The maiden looked up, white eyes and mouth stolen from obscurity now visibly quirked. "But don't you see? I am not them, I am not radiant, nor glamorous. I am less than nothing, a black hole, and sadly, this is all I can offer."
"How can you so crudely describe yourself? You may be End, but everything ends, and you are the end I would choose. Your body is calm and storm, and I can only imagine what you know, what secrets slip into your grasp. You are the collector of lost things, of the dead and forgotten, who cherishes them when no other will. And I am only born from Iecla dirt, while you will know intimately every atom that existed. I have nothing to offer you in return."
"Ero, already you have loved me, I can feel it burning in my worldly ribs, and it is a new feeling, beautiful and blossoming. If you can consider nothing else, I will take your love gratefully."
Ero stepped forward, hand reaching out once more with renewed faith, fingertips brushing the cheek of the other.
"Before we promise, may I know your name?"
One of the maiden's hands rose to touch the fingertips at her cheek.
"I do not have one, you may pick one if you wish."
A smile graced the princess's face, and her eyes sparked.
"If I may choose and you do not mind, I will call you Beloved, for that is what you are and forever will be as long as I am soul and bone."
Anubis, Hel, Hades, Thanatos, Nepthys, Azrael-
Beloved, replied back.
"If I am Beloved, and you are Ero, may we be promised to each other of our own will?"

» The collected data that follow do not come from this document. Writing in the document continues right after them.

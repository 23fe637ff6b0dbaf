//! Runtime font registration for plot text.
//!
//! Plotters is built without its font-kit backend, so text is drawn through
//! `ab_glyph` from a TrueType file registered once per process. Without a
//! usable font the caller draws the figure without any text.

use std::path::Path;
use std::sync::OnceLock;

use log::{debug, warn};
use plotters::style::{FontStyle, register_font};

use crate::plot::PlotError;

/// Family name the charts request; the registered font answers for it.
pub const FONT_FAMILY: &str = "sans-serif";

/// Common locations of a Unicode-capable sans font.
const FONT_CANDIDATES: &[&str] = &[
    "/usr/share/fonts/truetype/dejavu/DejaVuSans.ttf",
    "/usr/share/fonts/TTF/DejaVuSans.ttf",
    "/usr/share/fonts/dejavu/DejaVuSans.ttf",
    "/usr/share/fonts/dejavu-sans-fonts/DejaVuSans.ttf",
    "/usr/share/fonts/truetype/liberation/LiberationSans-Regular.ttf",
    "/usr/share/fonts/liberation/LiberationSans-Regular.ttf",
    "/usr/share/fonts/noto/NotoSans-Regular.ttf",
    "/usr/share/fonts/truetype/noto/NotoSans-Regular.ttf",
    "/System/Library/Fonts/Supplemental/Arial.ttf",
    "/Library/Fonts/Arial.ttf",
    "C:\\Windows\\Fonts\\arial.ttf",
];

static FONT_READY: OnceLock<bool> = OnceLock::new();

/// Register the plot font and report whether text can be drawn.
///
/// An explicit font that cannot be read is an error on every call, even after
/// a font was registered; a missing system font is only a warning.
pub fn ensure_font(explicit: Option<&Path>) -> Result<bool, PlotError> {
    let explicit_bytes = match explicit {
        Some(path) => Some(
            std::fs::read(path).map_err(|e| PlotError::Font(format!("cannot read '{}': {e}", path.display())))?,
        ),
        None => None,
    };
    if let Some(&ready) = FONT_READY.get() {
        return Ok(ready);
    }

    let bytes = explicit_bytes.or_else(|| {
        FONT_CANDIDATES.iter().find_map(|candidate| {
            let bytes = std::fs::read(candidate).ok()?;
            debug!("Using plot font {candidate}");
            Some(bytes)
        })
    });

    let ready = match bytes {
        Some(bytes) => {
            // The font registry keeps `'static` data for the rest of the process.
            let bytes: &'static [u8] = Box::leak(bytes.into_boxed_slice());
            match register_font(FONT_FAMILY, FontStyle::Normal, bytes) {
                Ok(()) => true,
                Err(_) => {
                    if let Some(path) = explicit {
                        return Err(PlotError::Font(format!(
                            "'{}' is not valid TrueType data",
                            path.display()
                        )));
                    }
                    warn!("System font could not be parsed; plots will have no text.");
                    false
                }
            }
        }
        None => {
            warn!("No TrueType font found (set --font or LABFIT_FONT); plots will have no text.");
            false
        }
    };

    Ok(*FONT_READY.get_or_init(|| ready))
}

Ero lifted her feet, kissed that white mouth held by endless, contained void, and smiled again.
"I believe we may."
Ero was always, irrevocably, last.
When the stars died one by one, when her sisters and their wives vanished into that good night, she was left, last among her kind.
But now, she was last together. She was loved last, and always. She loved last, and always. And even at the End of the universe, of all that is, was, and will be, they held each other, Ends in themselves, beautiful and gentle in void and dark.